[Stored items]
*** Begin section ***

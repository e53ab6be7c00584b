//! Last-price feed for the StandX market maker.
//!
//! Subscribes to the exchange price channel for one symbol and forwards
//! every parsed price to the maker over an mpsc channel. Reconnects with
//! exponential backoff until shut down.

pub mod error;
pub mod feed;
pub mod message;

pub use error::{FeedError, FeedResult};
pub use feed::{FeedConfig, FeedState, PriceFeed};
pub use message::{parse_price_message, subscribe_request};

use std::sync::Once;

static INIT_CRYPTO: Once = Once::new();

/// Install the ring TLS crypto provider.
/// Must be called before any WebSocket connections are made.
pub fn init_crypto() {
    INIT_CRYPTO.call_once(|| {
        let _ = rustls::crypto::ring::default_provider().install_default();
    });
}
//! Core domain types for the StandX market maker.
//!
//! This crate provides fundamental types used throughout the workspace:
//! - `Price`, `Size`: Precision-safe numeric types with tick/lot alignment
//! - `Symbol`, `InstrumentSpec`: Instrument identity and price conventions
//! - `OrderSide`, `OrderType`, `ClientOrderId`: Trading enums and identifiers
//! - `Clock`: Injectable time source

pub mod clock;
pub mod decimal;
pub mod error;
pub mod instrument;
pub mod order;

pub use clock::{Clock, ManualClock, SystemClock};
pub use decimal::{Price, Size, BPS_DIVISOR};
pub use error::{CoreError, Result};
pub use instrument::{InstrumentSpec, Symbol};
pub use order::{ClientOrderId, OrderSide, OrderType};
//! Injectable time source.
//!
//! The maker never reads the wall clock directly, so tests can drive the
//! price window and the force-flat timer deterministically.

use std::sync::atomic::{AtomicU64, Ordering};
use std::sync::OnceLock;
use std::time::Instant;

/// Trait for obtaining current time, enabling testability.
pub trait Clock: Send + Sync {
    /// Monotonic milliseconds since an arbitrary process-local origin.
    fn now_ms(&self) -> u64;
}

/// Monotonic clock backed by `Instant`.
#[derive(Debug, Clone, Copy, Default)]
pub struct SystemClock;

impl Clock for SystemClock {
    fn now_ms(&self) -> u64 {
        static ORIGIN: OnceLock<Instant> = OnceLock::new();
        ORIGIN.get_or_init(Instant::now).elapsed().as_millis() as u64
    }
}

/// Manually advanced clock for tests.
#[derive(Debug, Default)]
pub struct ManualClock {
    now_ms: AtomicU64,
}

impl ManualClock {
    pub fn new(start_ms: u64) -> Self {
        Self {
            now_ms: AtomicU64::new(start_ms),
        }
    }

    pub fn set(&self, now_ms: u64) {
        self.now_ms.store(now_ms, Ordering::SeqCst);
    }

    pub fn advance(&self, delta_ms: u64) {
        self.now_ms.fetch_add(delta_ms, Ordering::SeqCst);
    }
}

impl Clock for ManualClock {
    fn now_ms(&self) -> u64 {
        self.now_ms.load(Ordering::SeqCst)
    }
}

*** End section ***
*** Begin section ***

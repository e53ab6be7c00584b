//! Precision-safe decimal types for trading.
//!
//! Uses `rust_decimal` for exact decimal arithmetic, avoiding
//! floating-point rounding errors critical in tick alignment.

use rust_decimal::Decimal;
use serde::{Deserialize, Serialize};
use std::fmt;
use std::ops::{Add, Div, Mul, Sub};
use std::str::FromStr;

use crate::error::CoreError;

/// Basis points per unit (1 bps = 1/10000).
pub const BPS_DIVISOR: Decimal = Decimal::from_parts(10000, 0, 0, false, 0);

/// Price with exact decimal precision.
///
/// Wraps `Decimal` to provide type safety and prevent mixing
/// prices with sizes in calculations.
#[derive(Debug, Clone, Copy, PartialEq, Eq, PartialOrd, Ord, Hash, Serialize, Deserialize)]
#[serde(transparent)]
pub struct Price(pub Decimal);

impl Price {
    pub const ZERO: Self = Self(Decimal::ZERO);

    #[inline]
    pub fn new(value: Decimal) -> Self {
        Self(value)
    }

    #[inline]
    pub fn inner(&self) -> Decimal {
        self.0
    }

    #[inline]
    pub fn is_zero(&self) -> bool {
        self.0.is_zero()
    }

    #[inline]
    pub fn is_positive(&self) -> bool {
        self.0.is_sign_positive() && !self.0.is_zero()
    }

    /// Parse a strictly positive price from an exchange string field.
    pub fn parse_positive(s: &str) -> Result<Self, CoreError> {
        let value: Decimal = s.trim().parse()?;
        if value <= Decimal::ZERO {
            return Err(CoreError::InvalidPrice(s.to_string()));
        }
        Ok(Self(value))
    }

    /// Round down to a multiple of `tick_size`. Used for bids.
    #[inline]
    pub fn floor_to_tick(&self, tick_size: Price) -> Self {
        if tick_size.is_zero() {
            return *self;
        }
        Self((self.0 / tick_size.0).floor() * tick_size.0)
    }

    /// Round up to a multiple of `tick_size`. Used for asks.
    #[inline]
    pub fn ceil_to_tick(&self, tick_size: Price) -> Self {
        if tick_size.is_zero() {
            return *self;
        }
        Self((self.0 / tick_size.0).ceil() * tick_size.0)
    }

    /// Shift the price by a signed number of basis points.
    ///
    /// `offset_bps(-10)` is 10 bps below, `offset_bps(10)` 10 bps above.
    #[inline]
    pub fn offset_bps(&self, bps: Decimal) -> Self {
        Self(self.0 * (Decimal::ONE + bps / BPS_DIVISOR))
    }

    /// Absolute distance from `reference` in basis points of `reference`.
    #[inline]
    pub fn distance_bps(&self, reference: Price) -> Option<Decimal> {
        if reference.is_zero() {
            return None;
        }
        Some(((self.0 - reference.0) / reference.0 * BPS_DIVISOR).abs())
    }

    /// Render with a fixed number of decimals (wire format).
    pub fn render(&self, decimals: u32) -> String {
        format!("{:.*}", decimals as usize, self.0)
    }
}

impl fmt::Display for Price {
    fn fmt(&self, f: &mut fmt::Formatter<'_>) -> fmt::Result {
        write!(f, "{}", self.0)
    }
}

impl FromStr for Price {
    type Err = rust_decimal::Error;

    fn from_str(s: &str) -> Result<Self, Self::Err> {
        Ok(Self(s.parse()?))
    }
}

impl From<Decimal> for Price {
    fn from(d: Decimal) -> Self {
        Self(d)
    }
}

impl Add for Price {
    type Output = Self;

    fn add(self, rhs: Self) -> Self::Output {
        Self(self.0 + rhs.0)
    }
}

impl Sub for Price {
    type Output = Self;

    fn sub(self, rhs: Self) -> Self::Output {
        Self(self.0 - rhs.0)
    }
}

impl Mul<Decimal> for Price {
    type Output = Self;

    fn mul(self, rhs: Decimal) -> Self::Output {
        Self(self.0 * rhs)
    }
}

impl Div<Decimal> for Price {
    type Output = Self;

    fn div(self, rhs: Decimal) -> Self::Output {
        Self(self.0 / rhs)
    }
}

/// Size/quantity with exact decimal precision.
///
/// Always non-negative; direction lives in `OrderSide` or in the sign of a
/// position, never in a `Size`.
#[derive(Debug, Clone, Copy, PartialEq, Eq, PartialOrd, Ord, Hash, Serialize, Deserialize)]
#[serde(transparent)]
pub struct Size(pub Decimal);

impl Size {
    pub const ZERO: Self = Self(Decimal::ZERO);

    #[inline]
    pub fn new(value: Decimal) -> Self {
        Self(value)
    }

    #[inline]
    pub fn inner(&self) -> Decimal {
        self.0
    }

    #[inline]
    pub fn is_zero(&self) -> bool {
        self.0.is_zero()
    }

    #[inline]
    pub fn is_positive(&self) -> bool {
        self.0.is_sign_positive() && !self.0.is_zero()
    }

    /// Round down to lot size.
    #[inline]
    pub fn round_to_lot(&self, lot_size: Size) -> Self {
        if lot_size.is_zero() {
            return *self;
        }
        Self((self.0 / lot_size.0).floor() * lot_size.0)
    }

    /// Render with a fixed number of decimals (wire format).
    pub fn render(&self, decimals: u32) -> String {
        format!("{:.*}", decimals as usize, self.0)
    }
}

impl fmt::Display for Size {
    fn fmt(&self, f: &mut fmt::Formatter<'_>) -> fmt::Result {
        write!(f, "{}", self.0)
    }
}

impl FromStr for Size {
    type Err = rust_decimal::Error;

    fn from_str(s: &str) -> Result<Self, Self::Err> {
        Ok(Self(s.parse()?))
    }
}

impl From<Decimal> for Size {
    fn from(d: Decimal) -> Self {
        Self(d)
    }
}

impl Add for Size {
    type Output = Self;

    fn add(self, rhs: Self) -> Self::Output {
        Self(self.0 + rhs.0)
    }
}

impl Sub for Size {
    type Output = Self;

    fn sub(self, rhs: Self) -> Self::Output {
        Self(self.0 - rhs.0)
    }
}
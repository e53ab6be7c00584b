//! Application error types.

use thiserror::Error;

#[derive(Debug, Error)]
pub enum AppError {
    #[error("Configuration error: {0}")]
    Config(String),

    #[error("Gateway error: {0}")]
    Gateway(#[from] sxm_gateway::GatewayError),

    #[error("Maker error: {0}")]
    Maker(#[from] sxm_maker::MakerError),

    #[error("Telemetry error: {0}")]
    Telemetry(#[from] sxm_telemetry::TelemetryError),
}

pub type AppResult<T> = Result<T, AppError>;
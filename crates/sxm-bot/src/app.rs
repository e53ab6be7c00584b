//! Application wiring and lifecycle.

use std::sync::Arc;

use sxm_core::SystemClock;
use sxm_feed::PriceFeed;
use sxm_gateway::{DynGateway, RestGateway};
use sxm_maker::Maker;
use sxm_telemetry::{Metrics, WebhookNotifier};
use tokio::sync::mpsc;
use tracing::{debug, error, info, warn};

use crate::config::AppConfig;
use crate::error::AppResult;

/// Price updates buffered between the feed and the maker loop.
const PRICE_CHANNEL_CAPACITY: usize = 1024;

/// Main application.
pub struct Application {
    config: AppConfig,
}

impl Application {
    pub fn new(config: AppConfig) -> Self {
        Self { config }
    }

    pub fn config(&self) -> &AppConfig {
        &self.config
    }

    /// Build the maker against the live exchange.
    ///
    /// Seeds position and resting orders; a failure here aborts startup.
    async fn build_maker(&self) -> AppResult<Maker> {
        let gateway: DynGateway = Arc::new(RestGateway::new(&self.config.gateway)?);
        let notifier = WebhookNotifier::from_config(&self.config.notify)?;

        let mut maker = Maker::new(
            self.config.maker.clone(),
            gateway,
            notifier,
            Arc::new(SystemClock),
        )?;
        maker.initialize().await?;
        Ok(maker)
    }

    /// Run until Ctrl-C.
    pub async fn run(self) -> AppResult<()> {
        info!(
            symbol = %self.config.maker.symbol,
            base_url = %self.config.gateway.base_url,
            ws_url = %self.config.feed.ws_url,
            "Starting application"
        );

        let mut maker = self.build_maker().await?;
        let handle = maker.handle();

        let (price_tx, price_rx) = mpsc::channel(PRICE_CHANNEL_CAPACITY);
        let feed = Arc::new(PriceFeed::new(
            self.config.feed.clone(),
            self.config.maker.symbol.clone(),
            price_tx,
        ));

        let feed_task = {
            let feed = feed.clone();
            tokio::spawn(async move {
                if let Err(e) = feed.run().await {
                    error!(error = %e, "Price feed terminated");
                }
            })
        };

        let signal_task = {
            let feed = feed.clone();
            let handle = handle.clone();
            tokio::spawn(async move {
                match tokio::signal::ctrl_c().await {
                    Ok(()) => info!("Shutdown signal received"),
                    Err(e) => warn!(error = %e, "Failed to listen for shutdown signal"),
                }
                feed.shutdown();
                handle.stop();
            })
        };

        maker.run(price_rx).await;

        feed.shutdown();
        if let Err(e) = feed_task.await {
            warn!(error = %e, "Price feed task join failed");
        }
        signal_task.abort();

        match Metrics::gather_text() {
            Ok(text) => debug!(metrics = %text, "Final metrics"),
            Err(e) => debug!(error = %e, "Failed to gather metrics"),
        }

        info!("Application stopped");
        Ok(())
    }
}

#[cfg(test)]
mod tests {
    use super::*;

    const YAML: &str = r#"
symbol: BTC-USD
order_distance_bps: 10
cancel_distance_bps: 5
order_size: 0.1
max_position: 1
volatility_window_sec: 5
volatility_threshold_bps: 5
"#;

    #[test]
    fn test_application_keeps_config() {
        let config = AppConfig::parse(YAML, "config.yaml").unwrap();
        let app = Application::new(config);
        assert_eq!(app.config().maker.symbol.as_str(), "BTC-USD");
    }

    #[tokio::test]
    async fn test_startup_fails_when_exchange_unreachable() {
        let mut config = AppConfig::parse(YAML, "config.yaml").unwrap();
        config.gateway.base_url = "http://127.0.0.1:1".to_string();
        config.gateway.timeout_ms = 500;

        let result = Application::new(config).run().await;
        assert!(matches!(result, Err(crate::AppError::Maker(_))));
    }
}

*** End section ***

What is needed » The expected answer is each line of the records above that includes the string "RestGateway".

Answer area »
use sxm_gateway::{DynGateway, RestGateway};
        let gateway: DynGateway = Arc::new(RestGateway::new(&self.config.gateway)?);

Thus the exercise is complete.